Molecular Phylogenetics and Evolution | 2017
Tahlia Perry; Ayla van Loenen; Holly Heiniger; Carol Lee; Jaime Gongora; Alan Cooper; Kieren J. Mitchell
The geographical range of extant peccaries extends from the southwestern United States through Central America and into northern Argentina. However, from the Miocene until the Pleistocene now-extinct peccary species inhabited the entirety of North America. Relationships among the living and extinct species have long been contentious. Similarly, how and when peccaries moved from North to South America is unclear. The North American flat-headed peccary (Platygonus compressus) became extinct at the end of the Pleistocene and is one of the most abundant subfossil taxa found in North America, yet despite this extensive fossil record its phylogenetic position has not been resolved. This study is the first to present DNA data from the flat-headed peccary and full mitochondrial genome sequences of all the extant peccary species. We performed a molecular phylogenetic analysis to determine the relationships among ancient and extant peccary species. Our results suggested that the flat-headed peccary is sister-taxon to a clade comprising the extant peccary species. Divergence date estimates from our molecular dating analyses suggest that if extant peccary diversification occurred in South America then their common ancestor must have dispersed from North America to South America well before the establishment of the Isthmus of Panama.
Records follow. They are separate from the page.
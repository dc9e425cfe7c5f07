//! Outbound SMS delivery for OTP and reset codes.

use crate::config::SmsConfig;
use crate::error::SsoError;
use crate::utils::within;
use async_trait::async_trait;
use serde::Serialize;
use std::time::Duration;

#[async_trait]
pub trait SmsSender: Send + Sync {
    async fn send(&self, phone: &str, message: &str) -> Result<(), SsoError>;
}

#[derive(Debug, Serialize)]
struct SmsRequest<'a> {
    from: &'a str,
    to: &'a str,
    message: &'a str,
}

/// Posts messages as JSON to an HTTP gateway, authenticated with a bearer API key.
#[derive(Clone, Debug)]
pub struct HttpSmsSender {
    http: reqwest::Client,
    config: SmsConfig,
    timeout: Duration,
}

impl HttpSmsSender {
    pub fn new(config: SmsConfig, timeout: Duration) -> Self {
        Self {
            http: reqwest::Client::new(),
            config,
            timeout,
        }
    }
}

#[async_trait]
impl SmsSender for HttpSmsSender {
    #[tracing::instrument(skip(self, message))]
    async fn send(&self, phone: &str, message: &str) -> Result<(), SsoError> {
        let request = self
            .http
            .post(&self.config.endpoint)
            .header("User-Agent", concat!("sso-server/", env!("CARGO_PKG_VERSION")))
            .bearer_auth(&self.config.api_key)
            .json(&SmsRequest {
                from: &self.config.sender,
                to: phone,
                message,
            })
            .send();
        let response = within(self.timeout, "sms gateway", request).await?;
        if !response.status().is_success() {
            tracing::error!(status = %response.status(), "sms gateway rejected message");
            return Err(SsoError::Internal(format!(
                "sms gateway returned {}",
                response.status()
            )));
        }
        Ok(())
    }
}

#[cfg(test)]
mod tests {
    use super::*;
    use wiremock::matchers::{body_json, header, method, path};
    use wiremock::{Mock, MockServer, ResponseTemplate};

    fn sender(server: &MockServer) -> HttpSmsSender {
        HttpSmsSender::new(
            SmsConfig {
                endpoint: format!("{}/send", server.uri()),
                api_key: "sms-key".into(),
                sender: "SSO".into(),
            },
            Duration::from_secs(2),
        )
    }

    #[tokio::test]
    async fn posts_message_to_gateway() {
        let server = MockServer::start().await;
        Mock::given(method("POST"))
            .and(path("/send"))
            .and(header("authorization", "Bearer sms-key"))
            .and(body_json(serde_json::json!({
                "from": "SSO",
                "to": "0911223344",
                "message": "hello",
            })))
            .respond_with(ResponseTemplate::new(200))
            .expect(1)
            .mount(&server)
            .await;

        sender(&server).send("0911223344", "hello").await.unwrap();
    }

    #[tokio::test]
    async fn gateway_failure_is_internal() {
        let server = MockServer::start().await;
        Mock::given(method("POST"))
            .respond_with(ResponseTemplate::new(502))
            .mount(&server)
            .await;

        let result = sender(&server).send("0911223344", "hello").await;
        assert!(matches!(result, Err(SsoError::Internal(_))));
    }
}
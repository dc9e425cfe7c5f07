use axum::{
    Json,
    http::StatusCode,
    response::{IntoResponse, Response},
};
use serde::{Deserialize, Serialize};
use thiserror::Error;
use utoipa::ToSchema;

use crate::cache::CacheError;

/// A single offending input field.
#[derive(Clone, Debug, PartialEq, Eq, Serialize, Deserialize, ToSchema)]
pub struct FieldError {
    pub name: String,
    pub description: String,
}

impl FieldError {
    pub fn new(name: impl Into<String>, description: impl Into<String>) -> Self {
        Self {
            name: name.into(),
            description: description.into(),
        }
    }
}

/// Every failure an engine operation can report.
#[derive(Debug, Error)]
pub enum SsoError {
    #[error("Invalid user input: {description}")]
    InvalidUserInput {
        description: String,
        fields: Vec<FieldError>,
    },
    #[error("No record found: {0}")]
    NoRecordFound(String),
    #[error("Data already exists: {0}")]
    DataExists(String),
    #[error("Unauthorized: {0}")]
    Unauthorized(String),
    #[error("Invalid grant: {0}")]
    InvalidGrant(String),
    #[error("Unauthorized client: {0}")]
    UnauthorizedClient(String),
    #[error("Deadline exceeded while waiting for {0}")]
    Unavailable(String),
    #[error("Internal error: {0}")]
    Internal(String),
}

impl SsoError {
    /// Input error blaming a single field.
    pub fn invalid_field(field: &str, description: impl Into<String>) -> Self {
        let description = description.into();
        SsoError::InvalidUserInput {
            fields: vec![FieldError::new(field, description.clone())],
            description,
        }
    }

    pub fn invalid_input(description: impl Into<String>) -> Self {
        SsoError::InvalidUserInput {
            description: description.into(),
            fields: Vec::new(),
        }
    }

    pub fn status(&self) -> StatusCode {
        match self {
            SsoError::InvalidUserInput { .. }
            | SsoError::DataExists(_)
            | SsoError::InvalidGrant(_)
            | SsoError::UnauthorizedClient(_) => StatusCode::BAD_REQUEST,
            SsoError::NoRecordFound(_) => StatusCode::NOT_FOUND,
            SsoError::Unauthorized(_) => StatusCode::UNAUTHORIZED,
            SsoError::Unavailable(_) => StatusCode::SERVICE_UNAVAILABLE,
            SsoError::Internal(_) => StatusCode::INTERNAL_SERVER_ERROR,
        }
    }

    /// Machine readable message, also used as the OAuth2 `error` parameter.
    pub fn message(&self) -> &'static str {
        match self {
            SsoError::InvalidUserInput { .. } => "invalid_request",
            SsoError::NoRecordFound(_) => "not_found",
            SsoError::DataExists(_) => "data_exists",
            SsoError::Unauthorized(_) => "unauthorized",
            SsoError::InvalidGrant(_) => "invalid_grant",
            SsoError::UnauthorizedClient(_) => "unauthorized_client",
            SsoError::Unavailable(_) => "temporarily_unavailable",
            SsoError::Internal(_) => "server_error",
        }
    }

    /// Description that is safe to hand to a client.
    pub fn public_description(&self) -> String {
        match self {
            SsoError::InvalidUserInput { description, .. } => description.clone(),
            SsoError::NoRecordFound(d)
            | SsoError::DataExists(d)
            | SsoError::Unauthorized(d)
            | SsoError::InvalidGrant(d)
            | SsoError::UnauthorizedClient(d) => d.clone(),
            SsoError::Unavailable(_) => "The service is temporarily unavailable".to_string(),
            SsoError::Internal(_) => "An internal error occurred".to_string(),
        }
    }

    pub fn is_retryable(&self) -> bool {
        matches!(self, SsoError::Unavailable(_))
    }

    pub fn to_response_body(&self) -> ErrorResponse {
        ErrorResponse {
            code: self.status().as_u16(),
            message: self.message().to_string(),
            description: self.public_description(),
            field_error: match self {
                SsoError::InvalidUserInput { fields, .. } => fields.clone(),
                _ => Vec::new(),
            },
        }
    }
}

impl From<sea_orm::DbErr> for SsoError {
    fn from(e: sea_orm::DbErr) -> Self {
        tracing::error!(error = %e, "database error");
        SsoError::Internal(format!("database: {e}"))
    }
}

impl From<sea_orm::TransactionError<SsoError>> for SsoError {
    fn from(e: sea_orm::TransactionError<SsoError>) -> Self {
        match e {
            sea_orm::TransactionError::Connection(db) => db.into(),
            sea_orm::TransactionError::Transaction(inner) => inner,
        }
    }
}

impl From<CacheError> for SsoError {
    fn from(e: CacheError) -> Self {
        tracing::error!(error = %e, "cache error");
        SsoError::Internal(format!("cache: {e}"))
    }
}

impl From<reqwest::Error> for SsoError {
    fn from(e: reqwest::Error) -> Self {
        if e.is_timeout() {
            tracing::warn!(error = %e, "outbound request timed out");
            return SsoError::Unavailable("outbound http".into());
        }
        tracing::error!(error = %e, "outbound request failed");
        SsoError::Internal(format!("http: {e}"))
    }
}

/// JSON body returned by every API endpoint on failure.
#[derive(Clone, Debug, Serialize, Deserialize, ToSchema)]
pub struct ErrorResponse {
    pub code: u16,
    pub message: String,
    pub description: String,
    #[serde(default)]
    pub field_error: Vec<FieldError>,
}

impl IntoResponse for SsoError {
    fn into_response(self) -> Response {
        if let SsoError::Internal(detail) = &self {
            tracing::error!(detail = %detail, "request failed with internal error");
        }
        (self.status(), Json(self.to_response_body())).into_response()
    }
}

#[cfg(test)]
mod tests {
    use super::*;

    #[test]
    fn internal_detail_is_not_exposed() {
        let err = SsoError::Internal("connection refused on 10.0.0.3".into());
        let body = err.to_response_body();
        assert_eq!(body.code, 500);
        assert_eq!(body.message, "server_error");
        assert!(!body.description.contains("10.0.0.3"));
    }

    #[test]
    fn invalid_field_carries_field_error() {
        let err = SsoError::invalid_field("redirect_uri", "redirect_uri is not a valid URL");
        let body = err.to_response_body();
        assert_eq!(body.code, 400);
        assert_eq!(body.field_error.len(), 1);
        assert_eq!(body.field_error[0].name, "redirect_uri");
    }

    #[test]
    fn status_codes() {
        assert_eq!(
            SsoError::NoRecordFound("x".into()).status(),
            StatusCode::NOT_FOUND
        );
        assert_eq!(
            SsoError::Unauthorized("x".into()).status(),
            StatusCode::UNAUTHORIZED
        );
        assert_eq!(
            SsoError::InvalidGrant("x".into()).status(),
            StatusCode::BAD_REQUEST
        );
        assert_eq!(
            SsoError::Unavailable("cache".into()).status(),
            StatusCode::SERVICE_UNAVAILABLE
        );
        assert!(SsoError::Unavailable("cache".into()).is_retryable());
        assert!(!SsoError::Internal("x".into()).is_retryable());
    }
}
We also investigated the genetic diversity of the flat-headed peccary by performing a preliminary population study on specimens from Sheriden Cave, Ohio. Flat-headed peccaries from Sheriden Cave appear to be genetically diverse and show no signature of population decline prior to extinction. Including additional extinct Pleistocene peccary species in future phylogenetic analyses will further clarify peccary evolution.